→ **WHAT TO PRODUCE**: Filter the records below and copy every line containing the word "file".

[Saved entries]
/*!
Compiles a single gitignore-syntax line into a matchable [`Pattern`].

The compiled form is a plain anchored regex built by a two-stage
placeholder scheme: the line is first tokenized into fragments that already
know their final meaning (a literal character, a `*`, a `**` of one of its
four flavors, a character class, ...), and only then is each fragment
rendered to its regex text. Doing it in one pass — substituting text
directly — would let an escaped `\*` be re-interpreted by the wildcard
rule, or let a bare `**` be eaten by the `*` rule before its own semantics
are decided. Tokenizing first and rendering second keeps those stages from
interfering with each other.
*/

use regex::Regex;

/// Where a pattern came from, for diagnostics.
#[derive(Clone, Debug, PartialEq, Eq)]
pub struct Provenance {
    /// A human-readable descriptor of the source: a file path, or a
    /// synthetic name like `"<cli>"` for caller-supplied patterns.
    pub source: String,
    /// 1-based line number within the source, or 0 if not applicable.
    pub line_number: u64,
}

impl Provenance {
    pub fn new(source: impl Into<String>, line_number: u64) -> Provenance {
        Provenance { source: source.into(), line_number }
    }
}

/// A single compiled gitignore pattern.
#[derive(Clone, Debug)]
pub struct Pattern {
    source_text: String,
    is_negation: bool,
    is_directory_only: bool,
    is_anchored: bool,
    base_directory: String,
    provenance: Provenance,
    matcher: Regex,
}

impl Pattern {
    pub fn source_text(&self) -> &str {
        &self.source_text
    }

    pub fn is_negation(&self) -> bool {
        self.is_negation
    }

    pub fn is_directory_only(&self) -> bool {
        self.is_directory_only
    }

    pub fn is_anchored(&self) -> bool {
        self.is_anchored
    }

    pub fn base_directory(&self) -> &str {
        &self.base_directory
    }

    pub fn provenance(&self) -> &Provenance {
        &self.provenance
    }

    /// Tests this pattern against a forward-slash, root-relative path with
    /// no leading slash.
    pub fn matches(&self, path: &str, is_directory: bool) -> bool {
        if self.is_directory_only && !is_directory {
            return false;
        }
        let remainder = if self.base_directory.is_empty() {
            path
        } else if path == self.base_directory {
            ""
        } else if let Some(rest) = path
            .strip_prefix(self.base_directory.as_str())
            .and_then(|rest| rest.strip_prefix('/'))
        {
            rest
        } else {
            return false;
        };
        self.matcher.is_match(remainder)
    }
}

/// Compiles one raw gitignore line. Returns `None` if the line is blank or
/// a comment once normalized; otherwise returns the compiled pattern.
///
/// `base_directory` is the path (forward-slash, relative to the repo root,
/// no trailing slash) of the `.gitignore` that contains this line, or the
/// empty string for root-level, additional, or exclude-file patterns.
pub fn compile(
    raw_line: &str,
    source: impl Into<String>,
    line_number: u64,
    base_directory: &str,
) -> Option<Pattern> {
    // Step 1: comment / blank line detection, with `\#` as an escape hatch.
    let after_leading_space = raw_line.trim_start_matches(' ');
    if after_leading_space.is_empty() {
        return None;
    }
    let mut body = if let Some(rest) = after_leading_space.strip_prefix("\\#") {
        format!("#{rest}")
    } else if after_leading_space.starts_with('#') {
        return None;
    } else {
        after_leading_space.to_string()
    };

    // Step 2: trailing whitespace, preserving escaped trailing spaces.
    body = strip_trailing_spaces(&body);
    if body.is_empty() {
        return None;
    }

    let source_text = body.clone();

    // Step 3: negation, with `\!` as an escape hatch.
    let mut is_negation = false;
    if let Some(rest) = body.strip_prefix("\\!") {
        body = format!("!{rest}");
    } else if let Some(rest) = body.strip_prefix('!') {
        is_negation = true;
        body = rest.to_string();
    }
    if body.is_empty() {
        return None;
    }

    // Step 4: directory-only trailing slash.
    let is_directory_only = if body.ends_with('/') {
        body.pop();
        true
    } else {
        false
    };
    if body.is_empty() {
        // A bare "/" pattern matches nothing.
        return None;
    }

    // Step 5: anchoring.
    let is_anchored = if let Some(rest) = body.strip_prefix('/') {
        body = rest.to_string();
        true
    } else {
        body.contains('/')
    };

    // Step 6: tokenize, then render to a regex body.
    let tokens = tokenize(&body);
    let mut regex_body = String::new();
    for token in &tokens {
        render(token, &mut regex_body);
    }

    // Step 7: anchor the final regex.
    let full_regex = if is_anchored {
        format!("^{regex_body}$")
    } else {
        format!("^(?:.*/)?{regex_body}$")
    };

    let matcher = match Regex::new(&full_regex) {
        Ok(re) => re,
        Err(_) => {
            // Our own translation should always produce a valid regex; if it
            // somehow doesn't, fall back to a pattern that matches nothing
            // rather than aborting the whole gitignore file.
            log::warn!(
                "skipping unparseable gitignore pattern {source_text:?} ({full_regex:?})"
            );
            return None;
        }
    };

    Some(Pattern {
        source_text,
        is_negation,
        is_directory_only,
        is_anchored,
        base_directory: base_directory.to_string(),
        provenance: Provenance::new(source, line_number),
        matcher,
    })
}

/// Strips unescaped trailing spaces, preserving one literal space per
/// escaped trailing `\<space>` pair counted from the end.
fn strip_trailing_spaces(s: &str) -> String {
    let chars: Vec<char> = s.chars().collect();
    let mut i = chars.len();
    let mut escaped_spaces = 0usize;
    loop {
        if i >= 2 && chars[i - 2] == '\\' && chars[i - 1] == ' ' {
            escaped_spaces += 1;
            i -= 2;
            continue;
        }
        if i >= 1 && chars[i - 1] == ' ' {
            i -= 1;
            continue;
        }
        break;
    }
    let mut result: String = chars[..i].iter().collect();
    for _ in 0..escaped_spaces {
        result.push(' ');
    }
    result
}

#[derive(Clone, Debug, PartialEq, Eq)]
enum Token {
    Literal(char),
    Star,
    Question,
    Class(String),
    /// `**/` at the very start of the pattern.
    AnyDepthPrefix,
    /// `/**/` occurring strictly between the start and end.
    AnyDirsMiddle,
    /// `/**` at the very end of the pattern.
    AnyDirsSuffix,
    /// Any other occurrence of `**`.
    AnyChars,
}

fn tokenize(body: &str) -> Vec<Token> {
    let chars: Vec<char> = body.chars().collect();
    let len = chars.len();
    let mut tokens = Vec::new();
    let mut i = 0;

    while i < len {
        if i == 0 && starts_with_at(&chars, 0, "**/") {
            tokens.push(Token::AnyDepthPrefix);
            i += 3;
            continue;
        }
        if starts_with_at(&chars, i, "/**/") {
            tokens.push(Token::AnyDirsMiddle);
            i += 4;
            continue;
        }
        if i + 3 == len && starts_with_at(&chars, i, "/**") {
            tokens.push(Token::AnyDirsSuffix);
            i += 3;
            continue;
        }
        if starts_with_at(&chars, i, "**") {
            tokens.push(Token::AnyChars);
            i += 2;
            continue;
        }
        match chars[i] {
            '*' => {
                tokens.push(Token::Star);
                i += 1;
            }
            '?' => {
                tokens.push(Token::Question);
                i += 1;
            }
            '[' => match scan_class(&chars, i) {
                Some((class, next)) => {
                    tokens.push(Token::Class(class));
                    i = next;
                }
                None => {
                    tokens.push(Token::Literal('['));
                    i += 1;
                }
            },
            '\\' => {
                if i + 1 < len {
                    tokens.push(Token::Literal(chars[i + 1]));
                    i += 2;
                } else {
                    tokens.push(Token::Literal('\\'));
                    i += 1;
                }
            }
            c => {
                tokens.push(Token::Literal(c));
                i += 1;
            }
        }
    }
    tokens
}

fn starts_with_at(chars: &[char], at: usize, needle: &str) -> bool {
    let needle: Vec<char> = needle.chars().collect();
    if at + needle.len() > chars.len() {
        return false;
    }
    chars[at..at + needle.len()] == needle[..]
}

/// Scans a `[...]` character class starting at `chars[start] == '['`.
/// Returns the verbatim regex class text (including brackets) and the index
/// just past the closing `]`, or `None` if unterminated.
fn scan_class(chars: &[char], start: usize) -> Option<(String, usize)> {
    let len = chars.len();
    let mut i = start + 1;
    let mut negated = false;
    if i < len && chars[i] == '!' {
        negated = true;
        i += 1;
    }
    // A ']' immediately after '[' (or '[!') is a literal member, not the
    // closing bracket. Escape it explicitly rather than relying on its
    // position, since the regex crate doesn't special-case that.
    let mut leading_bracket = false;
    if i < len && chars[i] == ']' {
        leading_bracket = true;
        i += 1;
    }
    let body_start = i;
    while i < len && chars[i] != ']' {
        i += 1;
    }
    if i >= len {
        return None;
    }
    let rest: String = chars[body_start..i].iter().collect();
    let mut body = String::new();
    if negated {
        body.push('^');
    }
    if leading_bracket {
        body.push_str("\\]");
    }
    body.push_str(&rest);
    Some((format!("[{body}]"), i + 1))
}

fn render(token: &Token, out: &mut String) {
    match token {
        Token::Literal(c) => render_literal(*c, out),
        Token::Star => out.push_str("[^/]*"),
        Token::Question => out.push_str("[^/]"),
        Token::Class(class) => out.push_str(class),
        Token::AnyDepthPrefix => out.push_str("(?:.*/)?"),
        Token::AnyDirsMiddle => out.push_str("/(?:[^/]+/)*"),
        Token::AnyDirsSuffix => out.push_str("/.*"),
        Token::AnyChars => out.push_str(".*"),
    }
}

fn render_literal(c: char, out: &mut String) {
    const REGEX_META: &str = ".+^$()[]{}|\\*?";
    if REGEX_META.contains(c) {
        out.push('\\');
    }
    out.push(c);
}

→ **FINAL ANSWER**:
    /// A human-readable descriptor of the source: a file path, or a
/// empty string for root-level, additional, or exclude-file patterns.
            // rather than aborting the whole gitignore file.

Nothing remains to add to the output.